### [ABOUT THIS TASK]
The line containing "async fn read_body_json(response: axum::response::Response)" marks the end: write out exactly every line from the first line of the data below through that line, and only those.

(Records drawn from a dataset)

□ □ □ □ □ □ □

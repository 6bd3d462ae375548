use axum::{
    Router,
    body::Body,
    http::{Request, StatusCode},
};
use cadre::config::Config;
use http_body_util::BodyExt;
use tower::ServiceExt;

/// Default API key seeded by migration (must match m20250301_000002_seed_access_control.rs)
const DEFAULT_API_KEY: &str = "cadre_default_api_key_please_regenerate";

async fn spawn_app() -> Router {
    let mut config = Config::default();
    config.general.database_path = "sqlite::memory:".to_string();
    // A single connection so every query sees the same in-memory database.
    config.general.max_db_connections = 1;
    config.general.min_db_connections = 1;

    let state = cadre::api::create_app_state_from_config(config, None)
        .await
        .expect("Failed to create app state");
    cadre::api::router(state).await
}

async fn read_body_json(response: axum::response::Response) -> serde_json::Value {
    let body = response.into_body().collect().await.unwrap().to_bytes();
    serde_json::from_slice(&body).unwrap()
}

#[tokio::test]
async fn test_auth_endpoints() {
    let app = spawn_app().await;

    let response = app
        .clone()
        .oneshot(
            Request::builder()
                .uri("/api/system/status")
                .body(Body::empty())
                .unwrap(),
        )
        .await
        .unwrap();

    assert_eq!(response.status(), StatusCode::UNAUTHORIZED);

    let response = app
        .clone()
        .oneshot(
            Request::builder()
                .uri("/api/system/status")
                .header("X-Api-Key", "wrong-key")
                .body(Body::empty())
                .unwrap(),
        )
        .await
        .unwrap();

    assert_eq!(response.status(), StatusCode::UNAUTHORIZED);

    let response = app
        .clone()
        .oneshot(
            Request::builder()
                .uri("/api/system/status")
                .header("X-Api-Key", DEFAULT_API_KEY)
                .body(Body::empty())
                .unwrap(),
        )
        .await
        .unwrap();

    assert_eq!(response.status(), StatusCode::OK);
}

#[tokio::test]
async fn test_login_with_seeded_admin() {
    let app = spawn_app().await;

    // Wrong password is a 401, not a 404, so usernames cannot be probed.
    let response = app
        .clone()
        .oneshot(
            Request::builder()
                .method("POST")
                .uri("/api/auth/login")
                .header("Content-Type", "application/json")
                .body(Body::from(
                    serde_json::json!({"username": "admin", "password": "wrong"}).to_string(),
                ))
                .unwrap(),
        )
        .await
        .unwrap();

    assert_eq!(response.status(), StatusCode::UNAUTHORIZED);

    let response = app
        .clone()
        .oneshot(
            Request::builder()
                .method("POST")
                .uri("/api/auth/login")
                .header("Content-Type", "application/json")
                .body(Body::from(
                    serde_json::json!({"username": "admin", "password": "password"}).to_string(),
                ))
                .unwrap(),
        )
        .await
        .unwrap();

    assert_eq!(response.status(), StatusCode::OK);

    let body_json = read_body_json(response).await;
    assert_eq!(body_json["success"], true);
    assert_eq!(body_json["data"]["username"], "admin");
    assert_eq!(body_json["data"]["api_key"], DEFAULT_API_KEY);
    // The seeded account still carries its placeholder password.
    assert_eq!(body_json["data"]["must_change_password"], true);
}

#[tokio::test]
async fn test_system_status() {
    let app = spawn_app().await;

    let response = app
        .clone()
        .oneshot(
            Request::builder()
                .uri("/api/system/status")
                .header("X-Api-Key", DEFAULT_API_KEY)
                .body(Body::empty())
                .unwrap(),
        )
        .await
        .unwrap();

    assert_eq!(response.status(), StatusCode::OK);

    let body_json = read_body_json(response).await;
    assert_eq!(body_json["success"], true);
    assert_eq!(body_json["data"]["database"], "connected");
    assert!(body_json["data"]["version"].is_string());
}

#[tokio::test]
async fn test_system_config() {
    let app = spawn_app().await;

    let response = app
        .clone()
        .oneshot(
            Request::builder()
                .uri("/api/system/config")
                .header("X-Api-Key", DEFAULT_API_KEY)
                .body(Body::empty())
                .unwrap(),
        )
        .await
        .unwrap();

    assert_eq!(response.status(), StatusCode::OK);

    let body_json: serde_json::Value = read_body_json(response).await;

    assert!(body_json["data"]["company"]["default_currency"].is_string());

    let mut current_config = body_json["data"].clone();
    current_config["scheduler"]["reminder_interval_hours"] = serde_json::json!(999);

    let response = app
        .clone()
        .oneshot(
            Request::builder()
                .method("PUT")
                .uri("/api/system/config")
                .header("X-Api-Key", DEFAULT_API_KEY)
                .header("Content-Type", "application/json")
                .body(Body::from(serde_json::to_string(&current_config).unwrap()))
                .unwrap(),
        )
        .await
        .unwrap();

    assert_eq!(response.status(), StatusCode::OK);

    let response = app
        .clone()
        .oneshot(
            Request::builder()
                .uri("/api/system/config")
                .header("X-Api-Key", DEFAULT_API_KEY)
                .body(Body::empty())
                .unwrap(),
        )
        .await
        .unwrap();

    let body_json = read_body_json(response).await;

    assert_eq!(
        body_json["data"]["scheduler"]["reminder_interval_hours"],
        999
    );
}

#[tokio::test]
async fn test_system_config_rejects_invalid_values() {
    let app = spawn_app().await;

    let mut config = Config::default();
    config.scheduler.reminder_interval_hours = 0;
    config.scheduler.cron_expression = None;

    let response = app
        .clone()
        .oneshot(
            Request::builder()
                .method("PUT")
                .uri("/api/system/config")
                .header("X-Api-Key", DEFAULT_API_KEY)
                .header("Content-Type", "application/json")
                .body(Body::from(serde_json::to_string(&config).unwrap()))
                .unwrap(),
        )
        .await
        .unwrap();

    assert_eq!(response.status(), StatusCode::BAD_REQUEST);
}

#[tokio::test]
async fn test_employees_crud() {
    let app = spawn_app().await;

    let new_employee = serde_json::json!({
        "username": "jdoe",
        "email": "jdoe@cadre.test",
        "password": "changeme-123",
        "first_name": "Jane",
        "last_name": "Doe",
        "department": "Engineering",
        "job_title": "Backend Developer",
        "hire_date": "2025-02-01",
        "legacy_role": "EMPLOYEE"
    });

    let response = app
        .clone()
        .oneshot(
            Request::builder()
                .method("POST")
                .uri("/api/employees")
                .header("X-Api-Key", DEFAULT_API_KEY)
                .header("Content-Type", "application/json")
                .body(Body::from(serde_json::to_string(&new_employee).unwrap()))
                .unwrap(),
        )
        .await
        .unwrap();

    assert_eq!(response.status(), StatusCode::OK);

    let body_json = read_body_json(response).await;
    let id = body_json["data"]["id"].as_i64().unwrap();
    assert_eq!(body_json["data"]["username"], "jdoe");
    assert_eq!(body_json["data"]["department"], "Engineering");
    assert_eq!(body_json["data"]["active"], true);

    // Usernames are unique.
    let response = app
        .clone()
        .oneshot(
            Request::builder()
                .method("POST")
                .uri("/api/employees")
                .header("X-Api-Key", DEFAULT_API_KEY)
                .header("Content-Type", "application/json")
                .body(Body::from(serde_json::to_string(&new_employee).unwrap()))
                .unwrap(),
        )
        .await
        .unwrap();

    assert_eq!(response.status(), StatusCode::CONFLICT);

    // The roster now holds the seeded admin plus the new hire.
    let response = app
        .clone()
        .oneshot(
            Request::builder()
                .uri("/api/employees")
                .header("X-Api-Key", DEFAULT_API_KEY)
                .body(Body::empty())
                .unwrap(),
        )
        .await
        .unwrap();

    let body_json = read_body_json(response).await;
    assert!(body_json["data"].as_array().unwrap().len() >= 2);

    let response = app
        .clone()
        .oneshot(
            Request::builder()
                .uri(format!("/api/employees/{id}"))
                .header("X-Api-Key", DEFAULT_API_KEY)
                .body(Body::empty())
                .unwrap(),
        )
        .await
        .unwrap();

    assert_eq!(response.status(), StatusCode::OK);
    let body_json = read_body_json(response).await;
    assert_eq!(body_json["data"]["email"], "jdoe@cadre.test");

    let response = app
        .clone()
        .oneshot(
            Request::builder()
                .method("PUT")
                .uri(format!("/api/employees/{id}"))
                .header("X-Api-Key", DEFAULT_API_KEY)
                .header("Content-Type", "application/json")
                .body(Body::from(
                    serde_json::json!({
                        "email": "jdoe@cadre.test",
                        "first_name": "Jane",
                        "last_name": "Doe",
                        "department": "Platform",
                        "job_title": "Senior Backend Developer"
                    })
                    .to_string(),
                ))
                .unwrap(),
        )
        .await
        .unwrap();

    assert_eq!(response.status(), StatusCode::OK);
    let body_json = read_body_json(response).await;
    assert_eq!(body_json["data"]["department"], "Platform");

    let response = app
        .clone()
        .oneshot(
            Request::builder()
                .method("POST")
                .uri(format!("/api/employees/{id}/deactivate"))
                .header("X-Api-Key", DEFAULT_API_KEY)
                .body(Body::empty())
                .unwrap(),
        )
        .await
        .unwrap();

    assert_eq!(response.status(), StatusCode::OK);
    let body_json = read_body_json(response).await;
    assert_eq!(body_json["data"]["active"], false);

    let response = app
        .clone()
        .oneshot(
            Request::builder()
                .method("POST")
                .uri(format!("/api/employees/{id}/activate"))
                .header("X-Api-Key", DEFAULT_API_KEY)
                .body(Body::empty())
                .unwrap(),
        )
        .await
        .unwrap();

    assert_eq!(response.status(), StatusCode::OK);
    let body_json = read_body_json(response).await;
    assert_eq!(body_json["data"]["active"], true);
}

#[tokio::test]
async fn test_employee_creation_validates_input() {
    let app = spawn_app().await;

    // Password below the configured minimum length.
    let response = app
        .clone()
        .oneshot(
            Request::builder()
                .method("POST")
                .uri("/api/employees")
                .header("X-Api-Key", DEFAULT_API_KEY)
                .header("Content-Type", "application/json")
                .body(Body::from(
                    serde_json::json!({
                        "username": "shorty",
                        "email": "shorty@cadre.test",
                        "password": "tiny",
                        "first_name": "Short",
                        "last_name": "Password"
                    })
                    .to_string(),
                ))
                .unwrap(),
        )
        .await
        .unwrap();

    assert_eq!(response.status(), StatusCode::BAD_REQUEST);

    // Email without an @.
    let response = app
        .clone()
        .oneshot(
            Request::builder()
                .method("POST")
                .uri("/api/employees")
                .header("X-Api-Key", DEFAULT_API_KEY)
                .header("Content-Type", "application/json")
                .body(Body::from(
                    serde_json::json!({
                        "username": "noat",
                        "email": "not-an-email",
                        "password": "changeme-123",
                        "first_name": "No",
                        "last_name": "At"
                    })
                    .to_string(),
                ))
                .unwrap(),
        )
        .await
        .unwrap();

    assert_eq!(response.status(), StatusCode::BAD_REQUEST);
}

#[tokio::test]
async fn test_health_endpoints_need_no_auth() {
    let app = spawn_app().await;

    let response = app
        .clone()
        .oneshot(
            Request::builder()
                .uri("/api/system/health/live")
                .body(Body::empty())
                .unwrap(),
        )
        .await
        .unwrap();

    assert_eq!(response.status(), StatusCode::OK);
    let body_json = read_body_json(response).await;
    assert_eq!(body_json["data"]["status"], "alive");

    let response = app
        .clone()
        .oneshot(
            Request::builder()
                .uri("/api/system/health/ready")
                .body(Body::empty())
                .unwrap(),
        )
        .await
        .unwrap();

    assert_eq!(response.status(), StatusCode::OK);
    let body_json = read_body_json(response).await;
    assert_eq!(body_json["data"]["ready"], true);
    assert_eq!(body_json["data"]["database"], true);
}

#[tokio::test]
async fn test_metrics_endpoint_outside_api_tree() {
    let app = spawn_app().await;

    let response = app
        .clone()
        .oneshot(
            Request::builder()
                .uri("/metrics")
                .body(Body::empty())
                .unwrap(),
        )
        .await
        .unwrap();

    assert_eq!(response.status(), StatusCode::OK);
}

□ □ □ □ □ □ □

### [TASK RESULT]
repository 6bd3d462ae375548
use axum::{
    Router,
    body::Body,
    http::{Request, StatusCode},
};
use cadre::config::Config;
use http_body_util::BodyExt;
use tower::ServiceExt;

/// Default API key seeded by migration (must match m20250301_000002_seed_access_control.rs)
const DEFAULT_API_KEY: &str = "cadre_default_api_key_please_regenerate";

async fn spawn_app() -> Router {
    let mut config = Config::default();
    config.general.database_path = "sqlite::memory:".to_string();
    // A single connection so every query sees the same in-memory database.
    config.general.max_db_connections = 1;
    config.general.min_db_connections = 1;

    let state = cadre::api::create_app_state_from_config(config, None)
        .await
        .expect("Failed to create app state");
    cadre::api::router(state).await
}

async fn read_body_json(response: axum::response::Response) -> serde_json::Value {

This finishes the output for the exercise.